School of Primary and Allied Health Care, Monash University Peninsula Campus, Frankston, Victoria, 3199, Australia.
Department of Family Medicine, School of Medical Sciences, Universiti Sains Malaysia Health Campus, Kubang Kerian, Kelantan, Malaysia.
BMC Health Serv Res. 2023 Jul 10;23(1):744. doi: 10.1186/s12913-023-09759-z.
Practitioners' perceptions of patients with obesity and obesity management shape their engagement in obesity care delivery. This study aims to describe practitioners' perceptions, experiences and needs in managing patients with obesity, determine the extent of weight stigma among health practitioners, and identify the factors associated with negative judgment towards patients with obesity.

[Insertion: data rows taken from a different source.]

//! This module provides implementations for basic encoders: little endian and big endian.

use super::BasicEncode;
use byteordered::byteorder::{BigEndian, LittleEndian, WriteBytesExt};
use byteordered::Endianness;
use std::io::Write;

/// A basic encoder of DICOM primitive values in little endian.
#[derive(Debug, Default, Clone)]
pub struct LittleEndianBasicEncoder;

impl BasicEncode for LittleEndianBasicEncoder {
    fn endianness(&self) -> Endianness {
        Endianness::Little
    }

    fn encode_us<W>(&self, mut to: W, value: u16) -> std::io::Result<()>
    where
        W: Write,
    {
        to.write_u16::<LittleEndian>(value)
    }

    fn encode_ul<W>(&self, mut to: W, value: u32) -> std::io::Result<()>
    where
        W: Write,
    {
        to.write_u32::<LittleEndian>(value)
    }

    fn encode_uv<W>(&self, mut to: W, value: u64) -> std::io::Result<()>
    where
        W: Write,
    {
        to.write_u64::<LittleEndian>(value)
    }

    fn encode_ss<W>(&self, mut to: W, value: i16) -> std::io::Result<()>
    where
        W: Write,
    {
        to.write_i16::<LittleEndian>(value)
    }

    fn encode_sl<W>(&self, mut to: W, value: i32) -> std::io::Result<()>
    where
        W: Write,
    {
        to.write_i32::<LittleEndian>(value)
    }

    fn encode_sv<W>(&self, mut to: W, value: i64) -> std::io::Result<()>
    where
        W: Write,
    {
        to.write_i64::<LittleEndian>(value)
    }

    fn encode_fl<W>(&self, mut to: W, value: f32) -> std::io::Result<()>
    where
        W: Write,
    {
        to.write_f32::<LittleEndian>(value)
    }

    fn encode_fd<W>(&self, mut to: W, value: f64) -> std::io::Result<()>
    where
        W: Write,
    {
        to.write_f64::<LittleEndian>(value)
    }
}

/// A basic encoder of DICOM primitive values in big endian.
#[derive(Debug, Default, Clone)]
pub struct BigEndianBasicEncoder;

impl BasicEncode for BigEndianBasicEncoder {
    fn endianness(&self) -> Endianness {
        Endianness::Big
    }

    fn encode_us<W>(&self, mut to: W, value: u16) -> std::io::Result<()>
    where
        W: Write,
    {
        to.write_u16::<BigEndian>(value)
    }

    fn encode_ul<W>(&self, mut to: W, value: u32) -> std::io::Result<()>
    where
        W: Write,
    {
        to.write_u32::<BigEndian>(value)
    }

    fn encode_uv<W>(&self, mut to: W, value: u64) -> std::io::Result<()>
    where
        W: Write,
    {
        to.write_u64::<BigEndian>(value)
    }

    fn encode_ss<W>(&self, mut to: W, value: i16) -> std::io::Result<()>
    where
        W: Write,
    {
        to.write_i16::<BigEndian>(value)
    }

    fn encode_sl<W>(&self, mut to: W, value: i32) -> std::io::Result<()>
    where
        W: Write,
    {
        to.write_i32::<BigEndian>(value)
    }

    fn encode_sv<W>(&self, mut to: W, value: i64) -> std::io::Result<()>
    where
        W: Write,
    {
        to.write_i64::<BigEndian>(value)
    }

    fn encode_fl<W>(&self, mut to: W, value: f32) -> std::io::Result<()>
    where
        W: Write,
    {
        to.write_f32::<BigEndian>(value)
    }

    fn encode_fd<W>(&self, mut to: W, value: f64) -> std::io::Result<()>
    where
        W: Write,
    {
        to.write_f64::<BigEndian>(value)
    }
}

/// A basic encoder with support for both endianness modes,
/// decided at run-time.
#[derive(Debug, Clone)]
pub enum BasicEncoder {
    /// Encode in little endian
    LE(LittleEndianBasicEncoder),
    /// Encode in big endian
    BE(BigEndianBasicEncoder),
}

impl From<Endianness> for BasicEncoder {
    fn from(endianness: Endianness) -> Self {
        match endianness {
            Endianness::Little => BasicEncoder::LE(LittleEndianBasicEncoder),
            Endianness::Big => BasicEncoder::BE(BigEndianBasicEncoder),
        }
    }
}

macro_rules! for_both {
    ($selff:ident, |$e:ident| $f:expr) => {
        match $selff {
            BasicEncoder::LE($e) => $f,
            BasicEncoder::BE($e) => $f,
        }
    };
}

impl BasicEncode for BasicEncoder {
    fn endianness(&self) -> Endianness {
        for_both!(self, |encoder| encoder.endianness())
    }

    fn encode_us<W>(&self, to: W, value: u16) -> std::io::Result<()>
    where
        W: Write,
    {
        for_both!(self, |encoder| encoder.encode_us(to, value))
    }

    fn encode_ul<W>(&self, to: W, value: u32) -> std::io::Result<()>
    where
        W: Write,
    {
        for_both!(self, |encoder| encoder.encode_ul(to, value))
    }

    fn encode_uv<W>(&self, to: W, value: u64) -> std::io::Result<()>
    where
        W: Write,
    {
        for_both!(self, |encoder| encoder.encode_uv(to, value))
    }

    fn encode_ss<W>(&self, to: W, value: i16) -> std::io::Result<()>
    where
        W: Write,
    {
        for_both!(self, |encoder| encoder.encode_ss(to, value))
    }

    fn encode_sl<W>(&self, to: W, value: i32) -> std::io::Result<()>
    where
        W: Write,
    {
        for_both!(self, |encoder| encoder.encode_sl(to, value))
    }

    fn encode_sv<W>(&self, to: W, value: i64) -> std::io::Result<()>
    where
        W: Write,
    {
        for_both!(self, |encoder| encoder.encode_sv(to, value))
    }

    fn encode_fl<W>(&self, to: W, value: f32) -> std::io::Result<()>
    where
        W: Write,
    {
        for_both!(self, |encoder| encoder.encode_fl(to, value))
    }

    fn encode_fd<W>(&self, to: W, value: f64) -> std::io::Result<()>
    where
        W: Write,
    {
        for_both!(self, |encoder| encoder.encode_fd(to, value))
    }
}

A cross-sectional online survey was conducted from May to August 2022 with health practitioners commonly involved in obesity management in Peninsular Malaysia, including doctors in primary care, internal medicine and bariatric surgery, and allied health practitioners. The survey explored practitioners' perceptions, barriers and needs in managing obesity, and evaluated weight stigma using the Universal Measures of Bias - Fat (UMB Fat) questionnaire. Multiple linear regression analysis was used to identify demographic and clinical-related factors associated with higher negative judgment towards patients with obesity.
A total of 209 participants completed the survey (completion rate of 55.4%). The majority (n = 196, 94.3%) agreed that obesity is a chronic disease, perceived a responsibility to provide care (n = 176, 84.2%) and were motivated to help patients to lose weight (n = 160, 76.6%). However, only 22% (n = 46) thought their patients were motivated to lose weight. The most frequently reported barriers to obesity discussions were short consultation time, patients' lack of motivation, and having other, more important, concerns to discuss. Practitioners needed support with access to multi-disciplinary care, advanced obesity training, financing, comprehensive obesity management guidelines and access to obesity medications. The mean (SD) of the UMB Fat summary score was 2.99 (0.87), with the mean (SD) domain scores ranging between 2.21 and 4.36 (1.06 to 1.45). No demographic and clinical-related factors were significantly associated with negative judgment from the multiple linear regression analyses.
Practitioners in this study considered obesity a chronic disease. While they had the motivation and capacity to engage in obesity management, physical and social opportunities were the reasons for not discussing obesity with their patients. Practitioners needed more support to enhance their capability and opportunity to engage with obesity management. Weight stigma in healthcare settings in Malaysia should be addressed, given the possibility of hindering weight discussions with patients.
从业者对肥胖症患者和肥胖症管理的看法会影响他们提供肥胖症护理的意愿。本研究旨在描述从业者在管理肥胖症患者方面的看法、经验和需求,确定医疗保健从业者中体重歧视的程度,并确定与对肥胖症患者负面判断相关的因素。
2022 年 5 月至 8 月,对马来西亚半岛常见的参与肥胖症管理的医疗保健从业者(包括初级保健、内科和减重手术医生以及联合健康从业者)进行了横断面在线调查。该调查探讨了从业者在管理肥胖症方面的看法、障碍和需求,并使用通用偏见量表-肥胖(UMB Fat)问卷评估体重歧视。采用多元线性回归分析确定与对肥胖症患者负面判断相关的人口统计学和临床相关因素。
共有 209 名参与者完成了调查(完成率为 55.4%)。大多数参与者(n=196,94.3%)认为肥胖是一种慢性疾病,认为有责任提供治疗(n=176,84.2%),并愿意帮助患者减肥(n=160,76.6%)。然而,只有 22%(n=46)的参与者认为他们的患者有减肥的动力。讨论肥胖症的最常见障碍是咨询时间短、患者缺乏动力以及有其他更重要的问题需要讨论。从业者需要支持获得多学科护理、高级肥胖症培训、资金、综合肥胖症管理指南和肥胖症药物。UMB Fat 总结评分的平均值(标准差)为 2.99(0.87),各领域评分的平均值(标准差)范围在 2.21 至 4.36(1.06 至 1.45)之间。多元线性回归分析未发现与负面判断相关的人口统计学和临床相关因素。
本研究中的从业者认为肥胖是一种慢性疾病。虽然他们有动力和能力参与肥胖症管理,但身体和社会机会是他们没有与患者讨论肥胖症的原因。从业者需要更多的支持来提高他们的能力和机会来参与肥胖症管理。鉴于体重讨论可能会受到阻碍,马来西亚医疗保健环境中的体重歧视问题应予以解决。